La XIII Commissione permanente (Territorio, ambiente, beni ambientali) del Senato della Repubblica ha effettuato l’otto di ottobre a Roma un’audizione sui problemi dell’apicoltura cui hanno partecipato le organizzazioni apistiche, il CRA-API e l’Osservatorio del Miele.
All’audizione ha partecipato la delegazione dell’U.N.A.API. con F. Panella presidente, A. Terreni vice presidente, mentre L. Bonizzoni è intervenuto in qualità di presidente A.A.P.I.
Per la FAI è intervenuto R. Cirone presidente, M. Fasoli consigliere, G. Buso consigliere giuridico. Per Conapi G. Baracani vicepresidente e A. Desana tecnico, e per l’Associazione allevatori regine T. Gardi presidente. Per l’ ANAI ha partecipato S. D’Agostino presidente.

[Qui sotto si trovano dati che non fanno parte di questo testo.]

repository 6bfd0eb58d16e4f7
use axum::response::Json;
use serde_json::{Value, json};

pub async fn health() -> Json<Value> {
    Json(json!({
        "status": "ok",
        "service": env!("CARGO_PKG_NAME"),
        "version": env!("CARGO_PKG_VERSION")
    }))
}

I lavori si sono quindi aperti con gli interventi di A.G. Sabatini di CRA-API che ha riferito l’esito dei monitoraggi effettuati e la conclusione di evidenze inconfutabili scientifiche di tossicità delle conce quale causa determinata di spopolamenti primaverili degli alveari. Ha poi preso la parola G.C. Naldi dell’Osservatorio del Miele che ha riportato di un quadro di segnalazioni multiple di problematiche conseguenti all’uso di fitofarmaci in varie parti del paese, e non solo per le conce, così come della necessità di una sede nazionale di lavoro che includa tutti i possibili apporti istituzionali e associativi per la costruzione di metodi di difesa delle colture compatibili con api e ambiente
L’U.N.A.API. ha inviato preventivamente un dossier schematico in merito allo stato dell’apicoltura e all’indicazione dei possibili rimedi e azioni da intraprendere
e ha quindi dato il proprio contributo nell’ambito degli interventi delle varie realtà associative apistiche presenti. L’audizione di U.N.A.API. si è incentrata sulla necessità di:
- rendere pubblico quanto accertato. E’ indispensabile che tutta la documentazione e i report raccolti siano resi pubblici e venga emessa una valutazione e motivazione finale d’insieme;
- acquisire e studiare quanto denunciato e provato sugli effetti dei neurotossici a lungo termine, soprattutto gli accertamenti scientifici e giuridici per cui le molecole incriminate sono state vietate in Francia;
- fare chiarezza sul fatto che in Francia il Poncho è stato bocciato definitivamente e il Cruiser è in prova per un solo anno, in modo super condizionato mente in Germania è stata solo corretta la decisione, da subito, di divieto di concia del colza;
- far si che si attui in futuro un serio monitoraggio scientifico su quanto verificato e denunciato dagli apicoltori sia in fase di semina sia, soprattutto, a lungo termine e non solo per le api ma per l’insieme degli insetti utili;
- sia garantito il ritiro del notevole quantitativo di sementi conciate ancora presenti sul mercato.
Sono poi intervenuti il Senatore Fluttero (PDL) che ha espresso un notevole interesse e preoccupazione per le implicazioni ambientali che la problematica evidenziata dalle api può sottendere e il Senatore Della Seta (PD) che si è espresso a favore di una diversa e più partecipata gestione del rischio d’uso della chimica in agricoltura.